-- MATERIAL FOR THIS TASK follows --

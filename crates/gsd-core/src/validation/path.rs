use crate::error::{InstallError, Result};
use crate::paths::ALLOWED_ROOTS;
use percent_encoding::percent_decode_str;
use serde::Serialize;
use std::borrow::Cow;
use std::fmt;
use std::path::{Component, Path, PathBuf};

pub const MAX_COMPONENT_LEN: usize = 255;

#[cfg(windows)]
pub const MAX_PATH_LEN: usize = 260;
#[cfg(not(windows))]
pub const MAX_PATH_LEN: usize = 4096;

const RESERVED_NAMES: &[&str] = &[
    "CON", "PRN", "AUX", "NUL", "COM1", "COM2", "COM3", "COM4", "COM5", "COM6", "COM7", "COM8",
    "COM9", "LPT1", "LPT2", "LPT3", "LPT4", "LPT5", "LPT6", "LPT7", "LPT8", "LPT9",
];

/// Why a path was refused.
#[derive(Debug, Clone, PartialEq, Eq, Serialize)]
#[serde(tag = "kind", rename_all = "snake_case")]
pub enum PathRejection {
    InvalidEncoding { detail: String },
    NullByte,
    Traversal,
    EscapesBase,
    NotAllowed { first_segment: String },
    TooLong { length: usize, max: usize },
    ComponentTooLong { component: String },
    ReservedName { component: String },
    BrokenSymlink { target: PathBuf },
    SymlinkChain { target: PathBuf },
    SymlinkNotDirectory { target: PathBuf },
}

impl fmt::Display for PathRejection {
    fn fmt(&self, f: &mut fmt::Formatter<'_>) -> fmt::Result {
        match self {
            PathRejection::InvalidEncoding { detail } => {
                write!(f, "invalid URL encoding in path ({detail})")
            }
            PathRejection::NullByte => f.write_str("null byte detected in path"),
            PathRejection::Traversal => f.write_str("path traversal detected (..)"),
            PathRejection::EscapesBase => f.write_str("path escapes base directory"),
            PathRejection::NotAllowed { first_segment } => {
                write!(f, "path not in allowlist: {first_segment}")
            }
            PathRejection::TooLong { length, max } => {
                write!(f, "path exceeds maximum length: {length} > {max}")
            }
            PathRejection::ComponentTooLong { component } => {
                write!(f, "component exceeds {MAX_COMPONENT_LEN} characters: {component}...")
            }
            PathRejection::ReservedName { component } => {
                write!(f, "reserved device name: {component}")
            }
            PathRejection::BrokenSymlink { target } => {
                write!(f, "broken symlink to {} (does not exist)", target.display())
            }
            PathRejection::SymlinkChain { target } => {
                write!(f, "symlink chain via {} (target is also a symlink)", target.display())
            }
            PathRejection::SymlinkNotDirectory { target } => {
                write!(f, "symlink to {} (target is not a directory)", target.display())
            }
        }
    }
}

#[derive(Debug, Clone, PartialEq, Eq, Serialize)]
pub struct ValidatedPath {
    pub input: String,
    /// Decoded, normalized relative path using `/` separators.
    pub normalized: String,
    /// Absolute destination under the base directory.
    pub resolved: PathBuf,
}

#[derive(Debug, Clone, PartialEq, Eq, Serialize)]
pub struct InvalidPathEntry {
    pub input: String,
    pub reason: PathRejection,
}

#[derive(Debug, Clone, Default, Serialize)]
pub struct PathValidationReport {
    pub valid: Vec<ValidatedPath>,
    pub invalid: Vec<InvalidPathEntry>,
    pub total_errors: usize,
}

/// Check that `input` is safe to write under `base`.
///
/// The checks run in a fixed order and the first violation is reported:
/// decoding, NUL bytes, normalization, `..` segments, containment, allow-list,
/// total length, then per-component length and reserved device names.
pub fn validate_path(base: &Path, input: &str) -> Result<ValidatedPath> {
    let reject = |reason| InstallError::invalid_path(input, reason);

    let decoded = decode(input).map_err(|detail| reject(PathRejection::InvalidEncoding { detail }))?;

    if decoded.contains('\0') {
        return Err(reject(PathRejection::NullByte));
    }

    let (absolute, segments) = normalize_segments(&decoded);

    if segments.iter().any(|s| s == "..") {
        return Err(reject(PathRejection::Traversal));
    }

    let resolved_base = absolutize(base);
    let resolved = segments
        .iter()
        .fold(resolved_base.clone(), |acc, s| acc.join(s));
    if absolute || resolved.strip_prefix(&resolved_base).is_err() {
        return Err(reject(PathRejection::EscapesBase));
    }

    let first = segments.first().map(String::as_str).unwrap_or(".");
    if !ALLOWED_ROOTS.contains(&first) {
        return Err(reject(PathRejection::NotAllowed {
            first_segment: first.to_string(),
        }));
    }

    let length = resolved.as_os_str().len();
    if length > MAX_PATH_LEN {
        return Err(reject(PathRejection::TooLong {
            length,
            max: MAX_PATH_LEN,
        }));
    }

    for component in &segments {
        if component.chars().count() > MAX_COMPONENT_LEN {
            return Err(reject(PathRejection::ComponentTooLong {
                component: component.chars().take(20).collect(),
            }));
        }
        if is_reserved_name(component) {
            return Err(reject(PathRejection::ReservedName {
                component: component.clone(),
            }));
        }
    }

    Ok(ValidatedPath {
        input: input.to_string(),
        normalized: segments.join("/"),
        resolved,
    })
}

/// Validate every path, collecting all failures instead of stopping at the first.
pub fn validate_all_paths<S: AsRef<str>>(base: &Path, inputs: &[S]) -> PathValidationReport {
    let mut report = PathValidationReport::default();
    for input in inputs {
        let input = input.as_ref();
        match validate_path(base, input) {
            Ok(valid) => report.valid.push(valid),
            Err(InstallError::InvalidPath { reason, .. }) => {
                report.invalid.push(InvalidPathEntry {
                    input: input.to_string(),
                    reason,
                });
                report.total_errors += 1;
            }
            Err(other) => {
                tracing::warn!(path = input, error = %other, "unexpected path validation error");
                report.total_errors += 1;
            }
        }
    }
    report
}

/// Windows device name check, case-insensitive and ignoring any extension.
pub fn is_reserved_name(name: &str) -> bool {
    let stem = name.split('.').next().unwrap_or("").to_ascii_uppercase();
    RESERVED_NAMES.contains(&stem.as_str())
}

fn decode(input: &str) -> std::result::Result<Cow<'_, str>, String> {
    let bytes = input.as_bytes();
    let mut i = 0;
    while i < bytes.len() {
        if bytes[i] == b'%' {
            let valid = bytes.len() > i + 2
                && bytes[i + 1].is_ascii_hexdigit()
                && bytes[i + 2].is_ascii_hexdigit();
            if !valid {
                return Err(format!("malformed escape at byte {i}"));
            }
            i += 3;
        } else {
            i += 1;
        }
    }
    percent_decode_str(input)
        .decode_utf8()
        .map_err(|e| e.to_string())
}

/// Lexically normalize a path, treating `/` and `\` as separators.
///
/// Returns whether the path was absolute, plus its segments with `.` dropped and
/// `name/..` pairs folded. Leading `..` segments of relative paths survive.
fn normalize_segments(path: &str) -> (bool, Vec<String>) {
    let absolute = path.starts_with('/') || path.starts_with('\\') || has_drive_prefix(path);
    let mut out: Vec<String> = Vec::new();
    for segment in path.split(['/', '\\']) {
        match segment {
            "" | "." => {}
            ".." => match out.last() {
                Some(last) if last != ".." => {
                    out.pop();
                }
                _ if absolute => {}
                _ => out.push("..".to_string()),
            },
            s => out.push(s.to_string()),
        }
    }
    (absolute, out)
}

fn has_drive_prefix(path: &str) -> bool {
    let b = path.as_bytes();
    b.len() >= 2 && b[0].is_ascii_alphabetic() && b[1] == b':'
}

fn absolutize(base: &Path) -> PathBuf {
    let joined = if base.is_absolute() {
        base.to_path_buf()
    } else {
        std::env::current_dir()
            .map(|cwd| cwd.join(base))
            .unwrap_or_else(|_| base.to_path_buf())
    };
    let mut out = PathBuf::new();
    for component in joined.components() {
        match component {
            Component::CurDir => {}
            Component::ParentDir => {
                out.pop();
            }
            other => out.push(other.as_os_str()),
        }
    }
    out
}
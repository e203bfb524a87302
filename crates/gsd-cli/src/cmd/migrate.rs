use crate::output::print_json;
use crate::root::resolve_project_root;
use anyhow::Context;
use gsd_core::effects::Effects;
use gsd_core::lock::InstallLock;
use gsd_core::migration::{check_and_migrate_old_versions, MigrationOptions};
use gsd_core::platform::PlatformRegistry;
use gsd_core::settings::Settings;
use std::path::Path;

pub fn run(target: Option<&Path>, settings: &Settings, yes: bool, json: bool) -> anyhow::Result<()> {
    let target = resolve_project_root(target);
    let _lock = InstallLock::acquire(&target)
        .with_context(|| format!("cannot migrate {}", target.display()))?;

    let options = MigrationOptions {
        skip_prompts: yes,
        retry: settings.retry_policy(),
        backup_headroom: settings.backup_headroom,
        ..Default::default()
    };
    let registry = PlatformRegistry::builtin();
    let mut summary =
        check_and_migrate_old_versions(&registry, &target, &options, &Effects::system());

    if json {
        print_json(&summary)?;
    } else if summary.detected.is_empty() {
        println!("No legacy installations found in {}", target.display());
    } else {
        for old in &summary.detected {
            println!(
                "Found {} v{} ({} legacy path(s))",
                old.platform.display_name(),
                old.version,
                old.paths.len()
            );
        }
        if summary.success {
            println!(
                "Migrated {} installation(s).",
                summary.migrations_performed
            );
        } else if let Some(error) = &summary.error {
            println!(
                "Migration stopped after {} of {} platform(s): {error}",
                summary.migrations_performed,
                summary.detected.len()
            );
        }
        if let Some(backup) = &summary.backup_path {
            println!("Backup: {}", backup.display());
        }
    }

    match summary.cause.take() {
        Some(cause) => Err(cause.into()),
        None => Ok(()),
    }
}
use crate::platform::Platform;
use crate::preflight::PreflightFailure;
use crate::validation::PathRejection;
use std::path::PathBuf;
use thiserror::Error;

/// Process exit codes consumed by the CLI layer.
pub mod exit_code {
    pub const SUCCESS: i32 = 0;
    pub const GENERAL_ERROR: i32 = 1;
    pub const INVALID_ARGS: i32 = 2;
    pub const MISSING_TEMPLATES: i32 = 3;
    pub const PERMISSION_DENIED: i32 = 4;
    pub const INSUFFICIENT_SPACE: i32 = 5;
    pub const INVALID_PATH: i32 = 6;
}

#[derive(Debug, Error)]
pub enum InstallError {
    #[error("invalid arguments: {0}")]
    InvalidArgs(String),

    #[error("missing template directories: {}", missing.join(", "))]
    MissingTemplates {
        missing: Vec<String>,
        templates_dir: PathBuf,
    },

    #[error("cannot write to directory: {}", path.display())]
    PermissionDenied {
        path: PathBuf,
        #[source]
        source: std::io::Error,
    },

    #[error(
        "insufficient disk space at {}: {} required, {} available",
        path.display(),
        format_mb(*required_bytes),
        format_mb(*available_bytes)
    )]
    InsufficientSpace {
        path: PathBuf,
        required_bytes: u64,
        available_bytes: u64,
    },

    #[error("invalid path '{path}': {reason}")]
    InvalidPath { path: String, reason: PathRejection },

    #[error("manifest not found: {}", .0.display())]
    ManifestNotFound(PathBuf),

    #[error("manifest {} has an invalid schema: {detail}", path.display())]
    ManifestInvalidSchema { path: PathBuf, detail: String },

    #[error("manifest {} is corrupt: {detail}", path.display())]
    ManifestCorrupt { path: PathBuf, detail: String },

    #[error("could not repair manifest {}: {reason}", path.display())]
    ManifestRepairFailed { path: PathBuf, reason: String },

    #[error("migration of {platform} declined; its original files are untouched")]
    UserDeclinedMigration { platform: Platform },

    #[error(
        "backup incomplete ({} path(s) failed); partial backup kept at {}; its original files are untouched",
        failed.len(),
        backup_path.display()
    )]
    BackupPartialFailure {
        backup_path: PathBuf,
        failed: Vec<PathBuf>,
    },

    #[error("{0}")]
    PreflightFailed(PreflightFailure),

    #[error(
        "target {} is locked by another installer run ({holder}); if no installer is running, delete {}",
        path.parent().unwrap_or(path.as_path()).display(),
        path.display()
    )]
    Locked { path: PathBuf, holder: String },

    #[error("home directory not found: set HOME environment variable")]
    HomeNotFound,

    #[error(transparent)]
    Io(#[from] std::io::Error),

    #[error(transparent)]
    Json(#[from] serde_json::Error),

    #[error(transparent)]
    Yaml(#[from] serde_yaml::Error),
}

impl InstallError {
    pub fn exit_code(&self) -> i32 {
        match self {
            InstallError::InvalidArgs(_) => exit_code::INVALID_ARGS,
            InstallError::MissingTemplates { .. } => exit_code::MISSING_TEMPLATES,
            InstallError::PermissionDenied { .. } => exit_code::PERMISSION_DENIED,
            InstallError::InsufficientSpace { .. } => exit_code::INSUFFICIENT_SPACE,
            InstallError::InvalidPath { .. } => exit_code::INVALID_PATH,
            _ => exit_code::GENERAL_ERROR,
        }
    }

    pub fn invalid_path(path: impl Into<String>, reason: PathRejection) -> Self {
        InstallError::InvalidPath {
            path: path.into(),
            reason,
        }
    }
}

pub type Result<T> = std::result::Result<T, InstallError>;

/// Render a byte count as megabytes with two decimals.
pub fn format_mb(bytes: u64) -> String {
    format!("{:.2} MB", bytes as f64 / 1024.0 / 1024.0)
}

-- MATERIAL FOR THIS TASK concluded --

### TASK GOAL
Could you repeat exactly the lines in the listing above from the one with "if absolute ||" down to the one with "let input = input.as_ref();"? Include both of those lines.

### RESULT
    if absolute || resolved.strip_prefix(&resolved_base).is_err() {
        return Err(reject(PathRejection::EscapesBase));
    }

    let first = segments.first().map(String::as_str).unwrap_or(".");
    if !ALLOWED_ROOTS.contains(&first) {
        return Err(reject(PathRejection::NotAllowed {
            first_segment: first.to_string(),
        }));
    }

    let length = resolved.as_os_str().len();
    if length > MAX_PATH_LEN {
        return Err(reject(PathRejection::TooLong {
            length,
            max: MAX_PATH_LEN,
        }));
    }

    for component in &segments {
        if component.chars().count() > MAX_COMPONENT_LEN {
            return Err(reject(PathRejection::ComponentTooLong {
                component: component.chars().take(20).collect(),
            }));
        }
        if is_reserved_name(component) {
            return Err(reject(PathRejection::ReservedName {
                component: component.clone(),
            }));
        }
    }

    Ok(ValidatedPath {
        input: input.to_string(),
        normalized: segments.join("/"),
        resolved,
    })
}

/// Validate every path, collecting all failures instead of stopping at the first.
pub fn validate_all_paths<S: AsRef<str>>(base: &Path, inputs: &[S]) -> PathValidationReport {
    let mut report = PathValidationReport::default();
    for input in inputs {
        let input = input.as_ref();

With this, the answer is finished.